Start of Given information

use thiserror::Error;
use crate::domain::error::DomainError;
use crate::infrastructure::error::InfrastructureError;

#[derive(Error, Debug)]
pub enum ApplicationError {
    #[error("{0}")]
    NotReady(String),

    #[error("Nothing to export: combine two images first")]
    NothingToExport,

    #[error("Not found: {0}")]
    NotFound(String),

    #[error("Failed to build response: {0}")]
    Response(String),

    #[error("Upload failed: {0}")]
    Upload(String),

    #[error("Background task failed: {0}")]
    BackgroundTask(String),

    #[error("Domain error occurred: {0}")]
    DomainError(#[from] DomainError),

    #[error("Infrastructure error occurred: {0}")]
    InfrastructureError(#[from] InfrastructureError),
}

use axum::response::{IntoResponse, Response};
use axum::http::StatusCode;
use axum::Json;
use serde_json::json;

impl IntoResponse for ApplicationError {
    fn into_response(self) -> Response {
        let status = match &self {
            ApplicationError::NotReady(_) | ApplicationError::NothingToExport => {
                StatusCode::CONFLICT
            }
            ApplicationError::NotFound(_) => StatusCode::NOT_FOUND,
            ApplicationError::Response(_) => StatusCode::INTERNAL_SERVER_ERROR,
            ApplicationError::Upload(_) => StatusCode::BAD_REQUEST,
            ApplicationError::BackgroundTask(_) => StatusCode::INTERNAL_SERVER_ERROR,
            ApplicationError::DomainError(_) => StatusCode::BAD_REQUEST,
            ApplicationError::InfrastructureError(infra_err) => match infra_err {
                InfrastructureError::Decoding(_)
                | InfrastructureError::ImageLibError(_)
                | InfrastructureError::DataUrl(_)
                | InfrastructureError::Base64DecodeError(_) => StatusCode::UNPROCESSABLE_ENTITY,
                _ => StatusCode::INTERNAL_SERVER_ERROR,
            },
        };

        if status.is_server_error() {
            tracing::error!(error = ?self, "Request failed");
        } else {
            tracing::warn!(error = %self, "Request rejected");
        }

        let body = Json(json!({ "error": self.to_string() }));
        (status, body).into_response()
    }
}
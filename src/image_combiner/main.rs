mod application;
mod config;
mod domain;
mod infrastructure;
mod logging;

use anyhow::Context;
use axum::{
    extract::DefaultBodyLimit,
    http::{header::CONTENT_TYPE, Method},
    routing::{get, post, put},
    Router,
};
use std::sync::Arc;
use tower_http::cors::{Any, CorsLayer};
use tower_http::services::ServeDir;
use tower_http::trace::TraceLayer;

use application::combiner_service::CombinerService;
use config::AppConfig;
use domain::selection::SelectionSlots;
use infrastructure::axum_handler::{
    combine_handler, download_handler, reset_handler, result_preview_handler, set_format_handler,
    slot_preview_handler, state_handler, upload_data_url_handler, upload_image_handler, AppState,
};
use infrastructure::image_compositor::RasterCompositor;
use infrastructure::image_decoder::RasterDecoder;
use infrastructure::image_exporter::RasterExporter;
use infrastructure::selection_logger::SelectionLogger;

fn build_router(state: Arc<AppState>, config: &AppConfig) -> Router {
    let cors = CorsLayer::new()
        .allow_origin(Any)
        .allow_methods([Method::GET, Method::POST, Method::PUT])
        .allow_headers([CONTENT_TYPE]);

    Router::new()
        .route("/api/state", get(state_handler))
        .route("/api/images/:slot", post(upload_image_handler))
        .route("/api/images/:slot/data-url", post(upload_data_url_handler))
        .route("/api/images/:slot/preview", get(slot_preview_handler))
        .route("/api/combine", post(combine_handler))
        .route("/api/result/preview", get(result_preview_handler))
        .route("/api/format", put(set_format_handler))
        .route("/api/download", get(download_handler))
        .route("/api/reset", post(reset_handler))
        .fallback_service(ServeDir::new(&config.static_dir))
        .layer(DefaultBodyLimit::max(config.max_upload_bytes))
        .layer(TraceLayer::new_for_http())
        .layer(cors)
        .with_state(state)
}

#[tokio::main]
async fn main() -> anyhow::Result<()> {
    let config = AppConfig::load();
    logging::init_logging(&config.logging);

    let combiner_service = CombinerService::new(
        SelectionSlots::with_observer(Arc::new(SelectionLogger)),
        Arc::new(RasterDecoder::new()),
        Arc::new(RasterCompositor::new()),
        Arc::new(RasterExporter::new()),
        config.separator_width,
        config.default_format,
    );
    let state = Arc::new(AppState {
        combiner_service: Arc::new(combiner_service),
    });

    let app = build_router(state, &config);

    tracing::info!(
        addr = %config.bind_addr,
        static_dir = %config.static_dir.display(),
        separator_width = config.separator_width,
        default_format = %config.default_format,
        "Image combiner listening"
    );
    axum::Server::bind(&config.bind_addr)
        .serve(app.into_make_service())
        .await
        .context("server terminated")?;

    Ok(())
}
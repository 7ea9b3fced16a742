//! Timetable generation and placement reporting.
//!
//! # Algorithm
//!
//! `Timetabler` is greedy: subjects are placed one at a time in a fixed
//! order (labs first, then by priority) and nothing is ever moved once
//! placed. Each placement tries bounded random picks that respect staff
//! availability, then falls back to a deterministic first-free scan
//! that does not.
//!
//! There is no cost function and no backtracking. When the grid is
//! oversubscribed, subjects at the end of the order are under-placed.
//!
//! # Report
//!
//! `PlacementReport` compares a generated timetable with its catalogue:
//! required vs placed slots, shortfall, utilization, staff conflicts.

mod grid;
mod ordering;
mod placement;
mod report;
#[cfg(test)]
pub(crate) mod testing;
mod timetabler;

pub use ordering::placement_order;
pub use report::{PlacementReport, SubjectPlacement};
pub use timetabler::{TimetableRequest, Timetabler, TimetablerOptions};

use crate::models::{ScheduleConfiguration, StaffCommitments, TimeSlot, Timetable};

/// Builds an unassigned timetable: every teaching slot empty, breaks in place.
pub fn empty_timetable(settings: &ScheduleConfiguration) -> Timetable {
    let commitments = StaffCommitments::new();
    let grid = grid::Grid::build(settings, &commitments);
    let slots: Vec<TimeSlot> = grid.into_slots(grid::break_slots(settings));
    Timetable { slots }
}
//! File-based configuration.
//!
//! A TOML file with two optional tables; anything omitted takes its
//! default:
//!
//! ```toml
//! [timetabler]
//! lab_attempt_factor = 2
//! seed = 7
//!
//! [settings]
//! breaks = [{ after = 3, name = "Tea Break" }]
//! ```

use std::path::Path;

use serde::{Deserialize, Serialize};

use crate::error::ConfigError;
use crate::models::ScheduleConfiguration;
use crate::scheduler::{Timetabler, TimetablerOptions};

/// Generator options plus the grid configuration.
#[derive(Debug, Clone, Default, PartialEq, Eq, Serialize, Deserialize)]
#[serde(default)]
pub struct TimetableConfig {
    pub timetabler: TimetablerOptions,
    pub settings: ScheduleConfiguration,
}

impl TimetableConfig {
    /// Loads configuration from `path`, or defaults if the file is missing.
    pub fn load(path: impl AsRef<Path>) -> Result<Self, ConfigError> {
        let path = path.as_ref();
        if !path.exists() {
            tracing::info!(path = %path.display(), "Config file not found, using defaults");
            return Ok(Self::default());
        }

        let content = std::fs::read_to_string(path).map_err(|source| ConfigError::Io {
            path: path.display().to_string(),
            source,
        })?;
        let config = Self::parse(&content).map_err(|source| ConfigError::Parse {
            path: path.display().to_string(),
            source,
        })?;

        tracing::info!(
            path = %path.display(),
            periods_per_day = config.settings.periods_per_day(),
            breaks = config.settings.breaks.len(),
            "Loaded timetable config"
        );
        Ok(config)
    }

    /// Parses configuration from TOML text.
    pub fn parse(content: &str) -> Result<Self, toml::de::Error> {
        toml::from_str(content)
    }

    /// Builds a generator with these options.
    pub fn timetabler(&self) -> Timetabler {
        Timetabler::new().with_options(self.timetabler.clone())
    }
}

End of Given information

Once you have read the records above, write them out again exactly.

use thiserror::Error;
use crate::domain::error::DomainError;
use crate::infrastructure::error::InfrastructureError;

#[derive(Error, Debug)]
pub enum ApplicationError {
    #[error("{0}")]
    NotReady(String),

    #[error("Nothing to export: combine two images first")]
    NothingToExport,

    #[error("Not found: {0}")]
    NotFound(String),

    #[error("Failed to build response: {0}")]
    Response(String),

    #[error("Upload failed: {0}")]
    Upload(String),

    #[error("Background task failed: {0}")]
    BackgroundTask(String),

    #[error("Domain error occurred: {0}")]
    DomainError(#[from] DomainError),

    #[error("Infrastructure error occurred: {0}")]
    InfrastructureError(#[from] InfrastructureError),
}

use axum::response::{IntoResponse, Response};
use axum::http::StatusCode;
use axum::Json;
use serde_json::json;

impl IntoResponse for ApplicationError {
    fn into_response(self) -> Response {
        let status = match &self {
            ApplicationError::NotReady(_) | ApplicationError::NothingToExport => {
                StatusCode::CONFLICT
            }
            ApplicationError::NotFound(_) => StatusCode::NOT_FOUND,
            ApplicationError::Response(_) => StatusCode::INTERNAL_SERVER_ERROR,
            ApplicationError::Upload(_) => StatusCode::BAD_REQUEST,
            ApplicationError::BackgroundTask(_) => StatusCode::INTERNAL_SERVER_ERROR,
            ApplicationError::DomainError(_) => StatusCode::BAD_REQUEST,
            ApplicationError::InfrastructureError(infra_err) => match infra_err {
                InfrastructureError::Decoding(_)
                | InfrastructureError::ImageLibError(_)
                | InfrastructureError::DataUrl(_)
                | InfrastructureError::Base64DecodeError(_) => StatusCode::UNPROCESSABLE_ENTITY,
                _ => StatusCode::INTERNAL_SERVER_ERROR,
            },
        };

        if status.is_server_error() {
            tracing::error!(error = ?self, "Request failed");
        } else {
            tracing::warn!(error = %self, "Request rejected");
        }

        let body = Json(json!({ "error": self.to_string() }));
        (status, body).into_response()
    }
}
filename src/image_combiner/main.rs
mod application;
mod config;
mod domain;
mod infrastructure;
mod logging;

use anyhow::Context;
use axum::{
    extract::DefaultBodyLimit,
    http::{header::CONTENT_TYPE, Method},
    routing::{get, post, put},
    Router,
};
use std::sync::Arc;
use tower_http::cors::{Any, CorsLayer};
use tower_http::services::ServeDir;
use tower_http::trace::TraceLayer;

use application::combiner_service::CombinerService;
use config::AppConfig;
use domain::selection::SelectionSlots;
use infrastructure::axum_handler::{
    combine_handler, download_handler, reset_handler, result_preview_handler, set_format_handler,
    slot_preview_handler, state_handler, upload_data_url_handler, upload_image_handler, AppState,
};
use infrastructure::image_compositor::RasterCompositor;
use infrastructure::image_decoder::RasterDecoder;
use infrastructure::image_exporter::RasterExporter;
use infrastructure::selection_logger::SelectionLogger;

fn build_router(state: Arc<AppState>, config: &AppConfig) -> Router {
    let cors = CorsLayer::new()
        .allow_origin(Any)
        .allow_methods([Method::GET, Method::POST, Method::PUT])
        .allow_headers([CONTENT_TYPE]);

    Router::new()
        .route("/api/state", get(state_handler))
        .route("/api/images/:slot", post(upload_image_handler))
        .route("/api/images/:slot/data-url", post(upload_data_url_handler))
        .route("/api/images/:slot/preview", get(slot_preview_handler))
        .route("/api/combine", post(combine_handler))
        .route("/api/result/preview", get(result_preview_handler))
        .route("/api/format", put(set_format_handler))
        .route("/api/download", get(download_handler))
        .route("/api/reset", post(reset_handler))
        .fallback_service(ServeDir::new(&config.static_dir))
        .layer(DefaultBodyLimit::max(config.max_upload_bytes))
        .layer(TraceLayer::new_for_http())
        .layer(cors)
        .with_state(state)
}

#[tokio::main]
async fn main() -> anyhow::Result<()> {
    let config = AppConfig::load();
    logging::init_logging(&config.logging);

    let combiner_service = CombinerService::new(
        SelectionSlots::with_observer(Arc::new(SelectionLogger)),
        Arc::new(RasterDecoder::new()),
        Arc::new(RasterCompositor::new()),
        Arc::new(RasterExporter::new()),
        config.separator_width,
        config.default_format,
    );
    let state = Arc::new(AppState {
        combiner_service: Arc::new(combiner_service),
    });

    let app = build_router(state, &config);

    tracing::info!(
        addr = %config.bind_addr,
        static_dir = %config.static_dir.display(),
        separator_width = config.separator_width,
        default_format = %config.default_format,
        "Image combiner listening"
    );
    axum::Server::bind(&config.bind_addr)
        .serve(app.into_make_service())
        .await
        .context("server terminated")?;

    Ok(())
}
repository 7ea9b3fced16a742
//! Timetable generation and placement reporting.
//!
//! # Algorithm
//!
//! `Timetabler` is greedy: subjects are placed one at a time in a fixed
//! order (labs first, then by priority) and nothing is ever moved once
//! placed. Each placement tries bounded random picks that respect staff
//! availability, then falls back to a deterministic first-free scan
//! that does not.
//!
//! There is no cost function and no backtracking. When the grid is
//! oversubscribed, subjects at the end of the order are under-placed.
//!
//! # Report
//!
//! `PlacementReport` compares a generated timetable with its catalogue:
//! required vs placed slots, shortfall, utilization, staff conflicts.

mod grid;
mod ordering;
mod placement;
mod report;
#[cfg(test)]
pub(crate) mod testing;
mod timetabler;

pub use ordering::placement_order;
pub use report::{PlacementReport, SubjectPlacement};
pub use timetabler::{TimetableRequest, Timetabler, TimetablerOptions};

use crate::models::{ScheduleConfiguration, StaffCommitments, TimeSlot, Timetable};

/// Builds an unassigned timetable: every teaching slot empty, breaks in place.
pub fn empty_timetable(settings: &ScheduleConfiguration) -> Timetable {
    let commitments = StaffCommitments::new();
    let grid = grid::Grid::build(settings, &commitments);
    let slots: Vec<TimeSlot> = grid.into_slots(grid::break_slots(settings));
    Timetable { slots }
}
//! File-based configuration.
//!
//! A TOML file with two optional tables; anything omitted takes its
//! default:
//!
//! ```toml
//! [timetabler]
//! lab_attempt_factor = 2
//! seed = 7
//!
//! [settings]
//! breaks = [{ after = 3, name = "Tea Break" }]
//! ```

use std::path::Path;

use serde::{Deserialize, Serialize};

use crate::error::ConfigError;
use crate::models::ScheduleConfiguration;
use crate::scheduler::{Timetabler, TimetablerOptions};

/// Generator options plus the grid configuration.
#[derive(Debug, Clone, Default, PartialEq, Eq, Serialize, Deserialize)]
#[serde(default)]
pub struct TimetableConfig {
    pub timetabler: TimetablerOptions,
    pub settings: ScheduleConfiguration,
}

impl TimetableConfig {
    /// Loads configuration from `path`, or defaults if the file is missing.
    pub fn load(path: impl AsRef<Path>) -> Result<Self, ConfigError> {
        let path = path.as_ref();
        if !path.exists() {
            tracing::info!(path = %path.display(), "Config file not found, using defaults");
            return Ok(Self::default());
        }

        let content = std::fs::read_to_string(path).map_err(|source| ConfigError::Io {
            path: path.display().to_string(),
            source,
        })?;
        let config = Self::parse(&content).map_err(|source| ConfigError::Parse {
            path: path.display().to_string(),
            source,
        })?;

        tracing::info!(
            path = %path.display(),
            periods_per_day = config.settings.periods_per_day(),
            breaks = config.settings.breaks.len(),
            "Loaded timetable config"
        );
        Ok(config)
    }

    /// Parses configuration from TOML text.
    pub fn parse(content: &str) -> Result<Self, toml::de::Error> {
        toml::from_str(content)
    }

    /// Builds a generator with these options.
    pub fn timetabler(&self) -> Timetabler {
        Timetabler::new().with_options(self.timetabler.clone())
    }
}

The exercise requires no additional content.